Agência Estado
De São Paulo e Salvador
Acelino ‘‘Popó’’ Freitas, que conquistou sábado o cinturão dos superpenas, versão Organização Mundial de Boxe, ao nocautear o russo naturalizado francês Anatoly Alexandrov, em Le Cannet, na França, já está no Brasil. O pugilista chegou anteontem à noite a São Paulo e depois, em companhia da mãe, Zuleika, do irmão, Luís Claúdio, e do amigo Kelson Carlos, medalha de prata no Pan-Americano de Winnipeg, partiu para Salvador, onde descansará até o fim do mês. O empresário Rui Pontes e o técnico Luís Carlos Dória já pensam na próxima luta que o atleta vai realizar - e fala-se até em uma revanche.
Com humildade, o novo fenômeno do boxe, com um cartel de 21 lutas como profissional, todas vencidas por nocaute (12 delas no primeiro assalto), dedicou a conquista aos 500 anos do Brasil. ‘‘O fenômeno é o Brasil’’, disse ele. ‘‘O boxe não dá lugar aos perdedores e, com a mesma humildade e ainda mais dedicação, vou trabalhar para vencer sempre.’’
Segundo o técnico Dória, o título da OMB é o começo de uma carreira de sucesso. ‘‘Popó está seguindo os passos de Oscar De La Roya, que começou com o título dos superpenas da Organização’’, explicou. ‘‘Popó terá de defender o título, obrigatoriamente, dentro de três a seis meses.’’
O empresário Rui Pontes disse que o local e o adversário não estão definidos, mas os empresários de Alexandrov, os irmãos Acaries, não descartam a possibilidade de revanche.
Com trio elétrico tocando a Melô do Popó e a Dança do Nocaute, Popó foi recebido com festa, ontem, em Salvador. O pugilista fez questão de voltar à Bahia com a roupa que usou no dia da luta. ‘‘Prometi que desembarcaria com o roupão, as luvas, o short com as bandeiras da Bahia e do Brasil’’, disse. Depois, subiu num caminhão do Corpo de Bombeiros e desfilou, orgulhoso, o cinturão de campeão.

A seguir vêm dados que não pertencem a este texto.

//! Consultation result - built incrementally, sealed at completion or abort

use crate::agent::Agent;
use crate::consult::artifact::{
    CrossExamArtifact, Dissent, IndependentArtifact, SynthesisArtifact, VerdictArtifact,
};
use crate::consult::response::{AgentResponse, TokenUsage};
use crate::consult::state::{AbortReason, ConsultState};
use crate::mode::PromptVersions;
use serde::{Deserialize, Serialize};

pub const SCHEMA_VERSION: &str = "1.0";

/// Terminal status of a consultation
#[derive(Debug, Clone, Copy, PartialEq, Eq, Serialize, Deserialize)]
#[serde(rename_all = "snake_case")]
pub enum ConsultStatus {
    Complete,
    Partial,
    Aborted,
}

/// Raw provider responses grouped by round
#[derive(Debug, Clone, Default, Serialize, Deserialize)]
pub struct RoundResponses {
    #[serde(default)]
    pub round1: Vec<AgentResponse>,
    #[serde(skip_serializing_if = "Option::is_none")]
    pub round2: Option<AgentResponse>,
    #[serde(default)]
    pub round3: Vec<AgentResponse>,
    #[serde(skip_serializing_if = "Option::is_none")]
    pub round3_synthesis: Option<AgentResponse>,
    #[serde(skip_serializing_if = "Option::is_none")]
    pub round4: Option<AgentResponse>,
}

/// Extracted artifacts grouped by round
#[derive(Debug, Clone, Default, Serialize, Deserialize)]
pub struct RoundArtifacts {
    #[serde(default)]
    pub round1: Vec<IndependentArtifact>,
    #[serde(skip_serializing_if = "Option::is_none")]
    pub round2: Option<SynthesisArtifact>,
    #[serde(skip_serializing_if = "Option::is_none")]
    pub round3: Option<CrossExamArtifact>,
    #[serde(skip_serializing_if = "Option::is_none")]
    pub round4: Option<VerdictArtifact>,
}

/// Aggregate token and dollar spend
#[derive(Debug, Clone, Copy, Default, PartialEq, Serialize, Deserialize)]
pub struct CostReport {
    pub tokens: TokenUsage,
    pub usd: f64,
}

/// One agent's contribution as surfaced to the user
#[derive(Debug, Clone, PartialEq, Serialize, Deserialize)]
pub struct Perspective {
    pub agent: String,
    pub position: String,
    pub confidence: f64,
}

/// The single structured decision artifact a consultation produces.
///
/// Owned exclusively by the orchestrator while in progress; the formatter
/// collaborators only ever see the sealed value.
#[derive(Debug, Clone, Serialize, Deserialize)]
pub struct ConsultationResult {
    pub schema_version: String,
    pub consultation_id: String,
    pub question: String,
    #[serde(default)]
    pub context: String,
    pub mode: String,
    pub agents: Vec<Agent>,
    pub state: ConsultState,
    pub rounds_requested: u8,
    pub rounds_completed: u8,
    pub responses: RoundResponses,
    pub artifacts: RoundArtifacts,
    #[serde(default)]
    pub consensus: String,
    pub confidence: f64,
    #[serde(default)]
    pub recommendation: String,
    #[serde(default)]
    pub concerns: Vec<String>,
    #[serde(default)]
    pub dissent: Vec<Dissent>,
    #[serde(default)]
    pub perspectives: Vec<Perspective>,
    pub cost: CostReport,
    pub estimated_cost: f64,
    pub actual_cost: f64,
    pub cost_exceeded: bool,
    pub duration_ms: u64,
    pub prompt_versions: PromptVersions,
    pub status: ConsultStatus,
    #[serde(skip_serializing_if = "Option::is_none")]
    pub abort_reason: Option<String>,
    #[serde(skip_serializing_if = "Option::is_none")]
    pub resume_token: Option<String>,
    #[serde(skip_serializing_if = "Option::is_none")]
    pub signature: Option<String>,
    #[serde(skip_serializing_if = "Option::is_none")]
    pub early_termination_savings_usd: Option<f64>,
}

impl ConsultationResult {
    pub fn new(
        consultation_id: impl Into<String>,
        question: impl Into<String>,
        context: impl Into<String>,
        mode: impl Into<String>,
        agents: Vec<Agent>,
        rounds_requested: u8,
        estimated_cost: f64,
        prompt_versions: PromptVersions,
    ) -> Self {
        Self {
            schema_version: SCHEMA_VERSION.to_string(),
            consultation_id: consultation_id.into(),
            question: question.into(),
            context: context.into(),
            mode: mode.into(),
            agents,
            state: ConsultState::Estimating,
            rounds_requested,
            rounds_completed: 0,
            responses: RoundResponses::default(),
            artifacts: RoundArtifacts::default(),
            consensus: String::new(),
            confidence: 0.0,
            recommendation: String::new(),
            concerns: Vec::new(),
            dissent: Vec::new(),
            perspectives: Vec::new(),
            cost: CostReport::default(),
            estimated_cost,
            actual_cost: 0.0,
            cost_exceeded: false,
            duration_ms: 0,
            prompt_versions,
            status: ConsultStatus::Aborted,
            abort_reason: None,
            resume_token: None,
            signature: None,
            early_termination_savings_usd: None,
        }
    }

    /// Derive user-facing perspectives from the Round 1 artifacts.
    pub fn derive_perspectives(&mut self) {
        self.perspectives = self
            .artifacts
            .round1
            .iter()
            .map(|a| Perspective {
                agent: a.agent_id.clone(),
                position: a.position.clone(),
                confidence: a.confidence,
            })
            .collect();
    }

    /// Seal as complete.
    pub fn seal_complete(&mut self, duration_ms: u64) {
        self.state = ConsultState::Complete;
        self.status = ConsultStatus::Complete;
        self.duration_ms = duration_ms;
    }

    /// Seal as aborted; the partial manager turns this into the signed
    /// partial record. A consultation that aborted before any round
    /// completed is `Aborted`; one carrying round data is `Partial`.
    pub fn seal_aborted(&mut self, reason: AbortReason, duration_ms: u64) {
        self.state = ConsultState::Aborted;
        self.status = if self.rounds_completed == 0 {
            ConsultStatus::Aborted
        } else {
            ConsultStatus::Partial
        };
        self.abort_reason = Some(reason.wire_str().to_string());
        self.duration_ms = duration_ms;
    }

    /// Round names with a completed artifact, in round order.
    pub fn completed_round_names(&self) -> Vec<&'static str> {
        let mut names = Vec::new();
        if !self.artifacts.round1.is_empty() {
            names.push("independent");
        }
        if self.artifacts.round2.is_some() {
            names.push("synthesis");
        }
        if self.artifacts.round3.is_some() {
            names.push("cross_exam");
        }
        if self.artifacts.round4.is_some() {
            names.push("verdict");
        }
        names
    }

    /// Complement of [`Self::completed_round_names`] over the requested rounds.
    pub fn incomplete_round_names(&self) -> Vec<&'static str> {
        let completed = self.completed_round_names();
        ["independent", "synthesis", "cross_exam", "verdict"]
            .into_iter()
            .take(self.rounds_requested as usize)
            .filter(|n| !completed.contains(n))
            .collect()
    }

    /// Agents that produced a successful Round 1 artifact.
    pub fn successful_agents(&self) -> Vec<String> {
        self.artifacts
            .round1
            .iter()
            .map(|a| a.agent_id.clone())
            .collect()
    }
}

#[cfg(test)]
mod tests {
    use super::*;
    use crate::mode::PromptVersions;

    fn result() -> ConsultationResult {
        ConsultationResult::new(
            "c-1",
            "Which auth scheme?",
            "",
            "converge",
            Agent::default_panel(),
            4,
            0.12,
            PromptVersions::default(),
        )
    }

    #[test]
    fn test_round_names_empty() {
        let r = result();
        assert!(r.completed_round_names().is_empty());
        assert_eq!(
            r.incomplete_round_names(),
            vec!["independent", "synthesis", "cross_exam", "verdict"]
        );
    }

    #[test]
    fn test_round_names_after_synthesis() {
        let mut r = result();
        r.artifacts.round1.push(IndependentArtifact {
            agent_id: "SecExpert".into(),
            round: 1,
            position: "Use OAuth".into(),
            key_points: vec![],
            rationale: String::new(),
            confidence: 0.9,
            prose_excerpt: String::new(),
            created_at: "t".into(),
        });
        r.artifacts.round2 = Some(SynthesisArtifact {
            round: 2,
            consensus_points: vec![],
            tensions: vec![],
            priority_order: vec![],
        });
        assert_eq!(r.completed_round_names(), vec!["independent", "synthesis"]);
        assert_eq!(r.incomplete_round_names(), vec!["cross_exam", "verdict"]);
    }

    #[test]
    fn test_incomplete_respects_rounds_requested() {
        let mut r = result();
        r.rounds_requested = 1;
        assert_eq!(r.incomplete_round_names(), vec!["independent"]);
    }

    #[test]
    fn test_seal_aborted_maps_wire_reason() {
        let mut r = result();
        r.seal_aborted(AbortReason::CostExceeded, 1234);
        // Nothing completed: a clean abort, not a partial
        assert_eq!(r.status, ConsultStatus::Aborted);
        assert_eq!(r.abort_reason.as_deref(), Some("cost_exceeded_estimate"));
        assert_eq!(r.duration_ms, 1234);

        let mut r = result();
        r.rounds_completed = 2;
        r.seal_aborted(AbortReason::CostExceeded, 1234);
        assert_eq!(r.status, ConsultStatus::Partial);
    }

    #[test]
    fn test_derive_perspectives() {
        let mut r = result();
        r.artifacts.round1.push(IndependentArtifact {
            agent_id: "Architect".into(),
            round: 1,
            position: "Prefer sessions".into(),
            key_points: vec![],
            rationale: String::new(),
            confidence: 0.7,
            prose_excerpt: String::new(),
            created_at: "t".into(),
        });
        r.derive_perspectives();
        assert_eq!(r.perspectives.len(), 1);
        assert_eq!(r.perspectives[0].agent, "Architect");
    }
}
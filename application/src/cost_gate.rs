//! Cost gate: admission control for estimated spend.
//!
//! Estimates at or under the auto-approve threshold pass silently; anything
//! above it prompts the user (or auto-approves with a notice when running
//! non-interactively). Choosing "always" persists a new threshold through
//! the config store and approves the current run.

use crate::ports::config_store::ConfigStore;
use crate::ports::consent::{ConsentDecision, ConsentPort};
use conclave_domain::{Agent, ConsultError, CostEstimate};
use std::sync::Arc;
use tracing::{info, warn};

/// Environment flag marking a non-interactive host (MCP server, CI).
pub const NON_INTERACTIVE_ENV: &str = "LLM_CONCLAVE_MCP";

/// True when consent and fallback prompts must be suppressed.
pub fn non_interactive() -> bool {
    std::env::var(NON_INTERACTIVE_ENV)
        .map(|v| v == "1")
        .unwrap_or(false)
}

/// Final admission decision for a consultation
#[derive(Debug, Clone, Copy, PartialEq, Eq)]
pub enum Admission {
    Approved,
    Denied,
}

/// Admission control over the pre-flight estimate.
pub struct CostGate {
    consent: Arc<dyn ConsentPort>,
    config: Arc<dyn ConfigStore>,
}

impl CostGate {
    pub fn new(consent: Arc<dyn ConsentPort>, config: Arc<dyn ConfigStore>) -> Self {
        Self { consent, config }
    }

    /// Whether the estimate requires a prompt. Strict greater-than: a cost
    /// exactly at the threshold does not prompt.
    pub fn should_prompt(estimate: &CostEstimate, always_allow_under: f64) -> bool {
        estimate.usd > always_allow_under
    }

    /// Run the admission check for this consultation.
    pub async fn check(
        &self,
        estimate: &CostEstimate,
        agents: &[Agent],
        rounds: u8,
    ) -> Result<Admission, ConsultError> {
        let threshold = self.config.always_allow_under();

        if !Self::should_prompt(estimate, threshold) {
            info!(
                usd = estimate.usd,
                threshold, "Estimated cost under threshold, auto-approved"
            );
            return Ok(Admission::Approved);
        }

        if non_interactive() {
            info!(
                usd = estimate.usd,
                "Non-interactive mode: auto-approving estimated cost"
            );
            return Ok(Admission::Approved);
        }

        match self.consent.request_consent(estimate, agents, rounds).await {
            ConsentDecision::Approved => Ok(Admission::Approved),
            ConsentDecision::Denied => Ok(Admission::Denied),
            ConsentDecision::Always(new_threshold) => {
                if !(new_threshold.is_finite() && new_threshold > 0.0) {
                    return Err(ConsultError::Validation(format!(
                        "auto-approve threshold must be a positive number, got {}",
                        new_threshold
                    )));
                }
                if let Err(e) = self.config.save_always_allow_under(new_threshold) {
                    // The user already approved this run; a failed persist
                    // only loses the new default.
                    warn!("Could not persist auto-approve threshold: {}", e);
                }
                Ok(Admission::Approved)
            }
        }
    }
}
impl HedgedRequestManager {
    pub fn new(
        registry: Arc<ProviderRegistry>,
        health: Arc<HealthMap>,
        fallback: Arc<dyn FallbackPort>,
        hedge_deadline: Duration,
    ) -> Self {
        Self {
            registry,
            health,
            fallback,
            hedge_deadline,
        }
    }

    pub fn health(&self) -> &HealthMap {
        &self.health
    }

    /// Any healthy provider in the primary's tier (excluding the primary),
    /// then Tier2, then Tier3. `None` when everything is unhealthy.
    pub fn backup_provider(&self, primary: &str) -> Option<&ProviderEntry> {
        let primary_tier = self.registry.get(primary)?.tier;

        let mut order = vec![primary_tier, ProviderTier::Tier2, ProviderTier::Tier3];
        order.dedup();

        for tier in order {
            if let Some(entry) = self
                .registry
                .in_tier(tier)
                .find(|e| e.name != primary && self.health.is_healthy(&e.name))
            {
                return Some(entry);
            }
        }
        None
    }

    /// Execute one agent call.
    ///
    /// Always resolves to a response envelope - success, or failure with
    /// the error captured - except when the user chose `Fail` at the
    /// fallback prompt, which aborts the consultation.
    pub async fn execute(
        &self,
        consultation_id: &str,
        agent: &Agent,
        messages: Vec<Message>,
    ) -> Result<AgentResponse, HedgeError> {
        let started = Instant::now();
        let timestamp = now_rfc3339();

        if self.registry.get(&agent.provider).is_none() {
            warn!(provider = %agent.provider, "Unknown provider handle");
            return Ok(AgentResponse::failure(
                &agent.name,
                &agent.model,
                &agent.provider,
                format!("unknown provider: {}", agent.provider),
                elapsed_ms(started),
                timestamp,
            ));
        }

        let total_timeout = self.hedge_deadline * CALL_TIMEOUT_MULTIPLE;
        let raced = tokio::time::timeout(
            total_timeout,
            self.race(consultation_id, agent, &messages),
        )
        .await;

        match raced {
            Ok(Ok(win)) => Ok(AgentResponse::success(
                &agent.name,
                win.model,
                win.provider,
                win.reply.text,
                TokenUsage::new(win.reply.usage.input_tokens, win.reply.usage.output_tokens),
                elapsed_ms(started),
                timestamp,
            )),
            Ok(Err(RaceLoss::Degrade(error))) => Ok(AgentResponse::failure(
                &agent.name,
                &agent.model,
                &agent.provider,
                error,
                elapsed_ms(started),
                timestamp,
            )),
            Ok(Err(RaceLoss::UserAbort(error))) => Err(HedgeError::UserAbort {
                provider: agent.provider.clone(),
                error,
            }),
            Err(_) => {
                self.health.record_failure(&agent.provider);
                Ok(AgentResponse::failure(
                    &agent.name,
                    &agent.model,
                    &agent.provider,
                    format!("timed out after {:?}", total_timeout),
                    elapsed_ms(started),
                    timestamp,
                ))
            }
        }
    }

    async fn race(
        &self,
        consultation_id: &str,
        agent: &Agent,
        messages: &[Message],
    ) -> Result<RaceWin, RaceLoss> {
        let primary = self.registry.get(&agent.provider).expect("checked by caller");
        let mut primary_task = spawn_chat(primary, agent, messages);

        // Phase 1: primary alone until the hedge deadline.
        let primary_result = tokio::select! {
            joined = &mut primary_task => Some(flatten_join(joined)),
            _ = tokio::time::sleep(self.hedge_deadline) => None,
        };

        match primary_result {
            Some(Ok(reply)) => {
                self.health.record_success(&agent.provider);
                return Ok(RaceWin::primary(agent, reply));
            }
            Some(Err(error)) => {
                self.health.record_failure(&agent.provider);
                return self
                    .fall_back(consultation_id, agent, messages, error.to_string())
                    .await;
            }
            None => {}
        }

        // Phase 2: the primary is slow. Arm a backup if one is healthy.
        let Some(backup) = self.backup_provider(&agent.provider) else {
            debug!(agent = %agent.name, "No healthy backup; waiting out the primary");
            return match flatten_join(primary_task.await) {
                Ok(reply) => {
                    self.health.record_success(&agent.provider);
                    Ok(RaceWin::primary(agent, reply))
                }
                Err(error) => {
                    self.health.record_failure(&agent.provider);
                    self.fall_back(consultation_id, agent, messages, error.to_string())
                        .await
                }
            };
        };

        let backup_name = backup.name.clone();
        let backup_model = backup
            .model
            .clone()
            .unwrap_or_else(|| agent.model.clone());
        let mut backup_task = spawn_chat(backup, agent, messages);

        info!(agent = %agent.name, backup = %backup_name, "Hedging slow primary");

        // First success wins; the loser is cancelled so connections do not leak.
        let win = tokio::select! {
            joined = &mut primary_task => {
                match flatten_join(joined) {
                    Ok(reply) => {
                        backup_task.abort();
                        self.health.record_success(&agent.provider);
                        Ok(RaceWin::primary(agent, reply))
                    }
                    Err(error) => {
                        self.health.record_failure(&agent.provider);
                        match flatten_join(backup_task.await) {
                            Ok(reply) => {
                                self.health.record_success(&backup_name);
                                self.emit_substitution(
                                    consultation_id, agent, &backup_name, "latency",
                                );
                                Ok(RaceWin {
                                    provider: backup_name.clone(),
                                    model: backup_model.clone(),
                                    reply,
                                })
                            }
                            Err(backup_error) => {
                                self.health.record_failure(&backup_name);
                                Err(RaceLoss::Degrade(format!(
                                    "primary failed: {}; backup failed: {}",
                                    error, backup_error
                                )))
                            }
                        }
                    }
                }
            }
            joined = &mut backup_task => {
                match flatten_join(joined) {
                    Ok(reply) => {
                        primary_task.abort();
                        self.health.record_success(&backup_name);
                        self.emit_substitution(consultation_id, agent, &backup_name, "latency");
                        Ok(RaceWin {
                            provider: backup_name.clone(),
                            model: backup_model.clone(),
                            reply,
                        })
                    }
                    Err(backup_error) => {
                        self.health.record_failure(&backup_name);
                        match flatten_join(primary_task.await) {
                            Ok(reply) => {
                                self.health.record_success(&agent.provider);
                                Ok(RaceWin::primary(agent, reply))
                            }
                            Err(error) => {
                                self.health.record_failure(&agent.provider);
                                Err(RaceLoss::Degrade(format!(
                                    "primary failed: {}; backup failed: {}",
                                    error, backup_error
                                )))
                            }
                        }
                    }
                }
            }
        };
        win
    }

    /// Primary failed before producing a result: consult the fallback
    /// policy, then attempt the backup or degrade.
    async fn fall_back(
        &self,
        consultation_id: &str,
        agent: &Agent,
        messages: &[Message],
        error: String,
    ) -> Result<RaceWin, RaceLoss> {
        let backup = self.backup_provider(&agent.provider);
        let backup_name = backup.map(|b| b.name.clone());

        let decision = if non_interactive() {
            info!(agent = %agent.name, "Non-interactive mode: attempting backup automatically");
            FallbackDecision::Yes
        } else {
            self.fallback
                .confirm_fallback(agent, &agent.provider, backup_name.as_deref(), &error)
                .await
        };

        match decision {
            FallbackDecision::Fail => Err(RaceLoss::UserAbort(error)),
            FallbackDecision::No => Err(RaceLoss::Degrade(error)),
            FallbackDecision::Yes => {
                let Some(backup) = backup else {
                    return Err(RaceLoss::Degrade(error));
                };
                let backup_model = backup
                    .model
                    .clone()
                    .unwrap_or_else(|| agent.model.clone());
                let backup_name = backup.name.clone();
                match flatten_join(spawn_chat(backup, agent, messages).await) {
                    Ok(reply) => {
                        self.health.record_success(&backup_name);
                        self.emit_substitution(
                            consultation_id,
                            agent,
                            &backup_name,
                            "primary_error",
                        );
                        Ok(RaceWin {
                            provider: backup_name,
                            model: backup_model,
                            reply,
                        })
                    }
                    Err(backup_error) => {
                        self.health.record_failure(&backup_name);
                        Err(RaceLoss::Degrade(format!(
                            "primary failed: {}; backup failed: {}",
                            error, backup_error
                        )))
                    }
                }
            }
        }
    }

    fn emit_substitution(
        &self,
        consultation_id: &str,
        agent: &Agent,
        substitute: &str,
        reason: &str,
    ) {
        EventBus::global().emit(
            topics::PROVIDER_SUBSTITUTED,
            &ConsultEvent::new(
                consultation_id,
                json!({
                    "agent": agent.name,
                    "primary": agent.provider,
                    "substitute": substitute,
                    "reason": reason,
                }),
            ),
        );
    }
}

O pai de Popó, Nijalma Freitas, assumiu a responsabilidade pela formação do lutador. ‘‘Ele tem uma pegada bonita, igual ao pai’’, repetia, lembrando que sempre brigou com a mulher por causa da profissão dos filhos. ‘‘Eu dizia: deixa o menino cumprir o destino dele, que um dia será campeão do mundo’’.